▶ **EXERCISE REQUIREMENTS**
Without changing a single character, copy every record below.

#####

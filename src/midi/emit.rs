//! Turns tracks into absolute-time MIDI events.
//!
//! Every song produces one tempo event at tick 0 on container track 0; music
//! track `i` is written to container track `i + 1`. Each track keeps its own
//! cursor in quarter notes that advances by the length of every chord, rests
//! included. Ticks are rounded from the cursor, never accumulated, so tracks
//! of equal length end on the same tick.

use super::{bpm_to_micros, Song, META_MSG, NOTE_OFF, NOTE_ON, TEMPO_CHANGE};
use crate::error::{Error, Result};
use crate::music::{Track, OCTAVE_WIDTH};

/// MIDI events the emitter produces. Notes always go out on channel 0.
#[derive(Debug, Clone, Copy, PartialEq, Eq)]
pub enum MidiEvent {
    /// Meta event `FF 51 03 tt tt tt`.
    SetTempo { micros_per_quarter: u32 },
    NoteOn { pitch: u8, velocity: u8 },
    NoteOff { pitch: u8, velocity: u8 },
}

impl MidiEvent {
    /// Raw status and data bytes, without a delta time.
    pub fn to_bytes(&self) -> Vec<u8> {
        match *self {
            MidiEvent::SetTempo { micros_per_quarter } => vec![
                META_MSG,
                TEMPO_CHANGE,
                0x03,
                (micros_per_quarter >> 16) as u8,
                (micros_per_quarter >> 8) as u8,
                micros_per_quarter as u8,
            ],
            MidiEvent::NoteOn { pitch, velocity } => vec![NOTE_ON, pitch, velocity],
            MidiEvent::NoteOff { pitch, velocity } => vec![NOTE_OFF, pitch, velocity],
        }
    }

    /// Order among events sharing a tick and track.
    fn rank(&self) -> u8 {
        match self {
            MidiEvent::SetTempo { .. } => 0,
            MidiEvent::NoteOn { .. } => 1,
            MidiEvent::NoteOff { .. } => 2,
        }
    }
}

/// An event placed on a container track at an absolute tick.
#[derive(Debug, Clone, Copy, PartialEq, Eq)]
pub struct TimedEvent {
    pub track: usize,
    pub tick: u32,
    pub event: MidiEvent,
}

impl TimedEvent {
    pub fn new(track: usize, tick: u32, event: MidiEvent) -> Self {
        Self { track, tick, event }
    }
}

fn to_byte(what: &'static str, value: i64) -> Result<u8> {
    u8::try_from(value).map_err(|_| Error::ByteRangeOverflow { what, value })
}

/// Tick of a position given in quarter notes, rounded to the nearest tick.
fn tick_at(position: f64, ticks_per_quarter: u16) -> Result<u32> {
    let ticks = (ticks_per_quarter as f64 * position).round();
    if !(0.0..=u32::MAX as f64).contains(&ticks) {
        return Err(Error::TickOverflow);
    }
    Ok(ticks as u32)
}

fn emit_track(
    track: &Track,
    container_track: usize,
    ticks_per_quarter: u16,
    events: &mut Vec<TimedEvent>,
) -> Result<()> {
    let velocity = to_byte("velocity", track.velocity() as i64)?;
    let offset = OCTAVE_WIDTH as i64 * track.octave() as i64;
    let mut position = 0.0;

    for chord in track.chords() {
        let length = chord.length();
        if !length.is_finite() || length < 0.0 {
            return Err(Error::InvalidDuration(length));
        }
        let start = tick_at(position, ticks_per_quarter)?;
        position += length;
        let end = tick_at(position, ticks_per_quarter)?;

        for p in chord.pitches() {
            let pitch = to_byte("pitch", p.value() + offset)?;
            events.push(TimedEvent::new(
                container_track,
                start,
                MidiEvent::NoteOn { pitch, velocity },
            ));
            events.push(TimedEvent::new(
                container_track,
                end,
                MidiEvent::NoteOff { pitch, velocity },
            ));
        }
    }
    Ok(())
}

/// Produces the complete, ordered event list for a song.
///
/// Events are stably sorted by tick, then container track, then note-on
/// before note-off.
///
/// # Errors
///
/// - [`Error::InvalidTempo`] if the tempo cannot be encoded
/// - [`Error::ByteRangeOverflow`] if a pitch (after the octave offset) or a
///   velocity falls outside `0..=255`
/// - [`Error::InvalidDuration`] for a negative or non-finite chord length
/// - [`Error::TickOverflow`] if a track runs past `u32::MAX` ticks
pub fn emit(song: &Song) -> Result<Vec<TimedEvent>> {
    let micros_per_quarter =
        bpm_to_micros(song.tempo()).ok_or(Error::InvalidTempo(song.tempo()))?;

    let mut events = vec![TimedEvent::new(
        0,
        0,
        MidiEvent::SetTempo { micros_per_quarter },
    )];
    for (index, track) in song.tracks().iter().enumerate() {
        emit_track(track, index + 1, song.ticks_per_quarter(), &mut events)?;
    }

    events.sort_by_key(|e| (e.tick, e.track, e.event.rank()));
    tracing::debug!(
        "emitted {} events for {} tracks",
        events.len(),
        song.track_count()
    );
    Ok(events)
}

#####

▶ **RESULT OF THIS EXERCISE**
filename src/midi/emit.rs
//! Turns tracks into absolute-time MIDI events.
//!
//! Every song produces one tempo event at tick 0 on container track 0; music
//! track `i` is written to container track `i + 1`. Each track keeps its own
//! cursor in quarter notes that advances by the length of every chord, rests
//! included. Ticks are rounded from the cursor, never accumulated, so tracks
//! of equal length end on the same tick.

use super::{bpm_to_micros, Song, META_MSG, NOTE_OFF, NOTE_ON, TEMPO_CHANGE};
use crate::error::{Error, Result};
use crate::music::{Track, OCTAVE_WIDTH};

/// MIDI events the emitter produces. Notes always go out on channel 0.
#[derive(Debug, Clone, Copy, PartialEq, Eq)]
pub enum MidiEvent {
    /// Meta event `FF 51 03 tt tt tt`.
    SetTempo { micros_per_quarter: u32 },
    NoteOn { pitch: u8, velocity: u8 },
    NoteOff { pitch: u8, velocity: u8 },
}

impl MidiEvent {
    /// Raw status and data bytes, without a delta time.
    pub fn to_bytes(&self) -> Vec<u8> {
        match *self {
            MidiEvent::SetTempo { micros_per_quarter } => vec![
                META_MSG,
                TEMPO_CHANGE,
                0x03,
                (micros_per_quarter >> 16) as u8,
                (micros_per_quarter >> 8) as u8,
                micros_per_quarter as u8,
            ],
            MidiEvent::NoteOn { pitch, velocity } => vec![NOTE_ON, pitch, velocity],
            MidiEvent::NoteOff { pitch, velocity } => vec![NOTE_OFF, pitch, velocity],
        }
    }

    /// Order among events sharing a tick and track.
    fn rank(&self) -> u8 {
        match self {
            MidiEvent::SetTempo { .. } => 0,
            MidiEvent::NoteOn { .. } => 1,
            MidiEvent::NoteOff { .. } => 2,
        }
    }
}

/// An event placed on a container track at an absolute tick.
#[derive(Debug, Clone, Copy, PartialEq, Eq)]
pub struct TimedEvent {
    pub track: usize,
    pub tick: u32,
    pub event: MidiEvent,
}

impl TimedEvent {
    pub fn new(track: usize, tick: u32, event: MidiEvent) -> Self {
        Self { track, tick, event }
    }
}

fn to_byte(what: &'static str, value: i64) -> Result<u8> {
    u8::try_from(value).map_err(|_| Error::ByteRangeOverflow { what, value })
}

/// Tick of a position given in quarter notes, rounded to the nearest tick.
fn tick_at(position: f64, ticks_per_quarter: u16) -> Result<u32> {
    let ticks = (ticks_per_quarter as f64 * position).round();
    if !(0.0..=u32::MAX as f64).contains(&ticks) {
        return Err(Error::TickOverflow);
    }
    Ok(ticks as u32)
}

fn emit_track(
    track: &Track,
    container_track: usize,
    ticks_per_quarter: u16,
    events: &mut Vec<TimedEvent>,
) -> Result<()> {
    let velocity = to_byte("velocity", track.velocity() as i64)?;
    let offset = OCTAVE_WIDTH as i64 * track.octave() as i64;
    let mut position = 0.0;

    for chord in track.chords() {
        let length = chord.length();
        if !length.is_finite() || length < 0.0 {
            return Err(Error::InvalidDuration(length));
        }
        let start = tick_at(position, ticks_per_quarter)?;
        position += length;
        let end = tick_at(position, ticks_per_quarter)?;

        for p in chord.pitches() {
            let pitch = to_byte("pitch", p.value() + offset)?;
            events.push(TimedEvent::new(
                container_track,
                start,
                MidiEvent::NoteOn { pitch, velocity },
            ));
            events.push(TimedEvent::new(
                container_track,
                end,
                MidiEvent::NoteOff { pitch, velocity },
            ));
        }
    }
    Ok(())
}

/// Produces the complete, ordered event list for a song.
///
/// Events are stably sorted by tick, then container track, then note-on
/// before note-off.
///
/// # Errors
///
/// - [`Error::InvalidTempo`] if the tempo cannot be encoded
/// - [`Error::ByteRangeOverflow`] if a pitch (after the octave offset) or a
///   velocity falls outside `0..=255`
/// - [`Error::InvalidDuration`] for a negative or non-finite chord length
/// - [`Error::TickOverflow`] if a track runs past `u32::MAX` ticks
pub fn emit(song: &Song) -> Result<Vec<TimedEvent>> {
    let micros_per_quarter =
        bpm_to_micros(song.tempo()).ok_or(Error::InvalidTempo(song.tempo()))?;

    let mut events = vec![TimedEvent::new(
        0,
        0,
        MidiEvent::SetTempo { micros_per_quarter },
    )];
    for (index, track) in song.tracks().iter().enumerate() {
        emit_track(track, index + 1, song.ticks_per_quarter(), &mut events)?;
    }

    events.sort_by_key(|e| (e.tick, e.track, e.event.rank()));
    tracing::debug!(
        "emitted {} events for {} tracks",
        events.len(),
        song.track_count()
    );
    Ok(events)
}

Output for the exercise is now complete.